**DATASET EXCERPTS**
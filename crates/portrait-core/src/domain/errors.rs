//! Errors - エラー型と分類
//!
//! Every fallible operation in the crate returns [`LifecycleError`]. The poll
//! loops consult [`LifecycleError::kind`] to decide whether an attempt may be
//! retried.

use thiserror::Error;

use super::artifact::ArtifactStatus;
use super::ids::ArtifactId;

/// ErrorKind は実行エラーの分類
///
/// - Transient: 一時的なエラー（リトライ推奨）
/// - Permanent: 恒久的なエラー（リトライ無意味）
/// - Infrastructure: インフラエラー（store / blob の障害）
#[derive(Debug, Clone, Copy, PartialEq, Eq)]
pub enum ErrorKind {
    Transient,
    Permanent,
    Infrastructure,
}

#[derive(Debug, Error)]
pub enum LifecycleError {
    /// Artifact or job is missing, or does not belong to the caller.
    #[error("not found: {0}")]
    NotFound(String),

    #[error("forbidden: {0}")]
    Forbidden(String),

    #[error("invalid timestamp {value:?}: {reason}")]
    InvalidTimestamp { value: String, reason: String },

    #[error("invalid transition for {artifact_id}: {from:?} -> {to}")]
    InvalidTransition {
        artifact_id: ArtifactId,
        from: ArtifactStatus,
        to: &'static str,
    },

    /// A single status check failed (network blip, unparsable body, ...).
    #[error("poll attempt failed: {0}")]
    TransientPoll(String),

    /// The remote job explicitly reported failure.
    #[error("remote job failed: {0}")]
    TerminalFailure(String),

    #[error("timed out after {attempts} attempts{}", last_error_suffix(.last_error))]
    Timeout {
        attempts: u32,
        last_error: Option<String>,
    },

    #[error("cancelled after {attempts} attempts")]
    Cancelled { attempts: u32 },

    #[error("store error: {0}")]
    Store(String),
}

fn last_error_suffix(last_error: &Option<String>) -> String {
    match last_error {
        Some(e) => format!(" (last error: {e})"),
        None => String::new(),
    }
}

impl LifecycleError {
    pub fn kind(&self) -> ErrorKind {
        match self {
            LifecycleError::TransientPoll(_) => ErrorKind::Transient,
            LifecycleError::Store(_) => ErrorKind::Infrastructure,
            LifecycleError::NotFound(_)
            | LifecycleError::Forbidden(_)
            | LifecycleError::InvalidTimestamp { .. }
            | LifecycleError::InvalidTransition { .. }
            | LifecycleError::TerminalFailure(_)
            | LifecycleError::Timeout { .. }
            | LifecycleError::Cancelled { .. } => ErrorKind::Permanent,
        }
    }

    pub fn is_transient(&self) -> bool {
        self.kind() == ErrorKind::Transient
    }
}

**YOUR OBJECTIVE**
Search the entries for the word "TransientPoll". Copy each line where it appears.

**EXPECTED ANSWER**
    TransientPoll(String),
            LifecycleError::TransientPoll(_) => ErrorKind::Transient,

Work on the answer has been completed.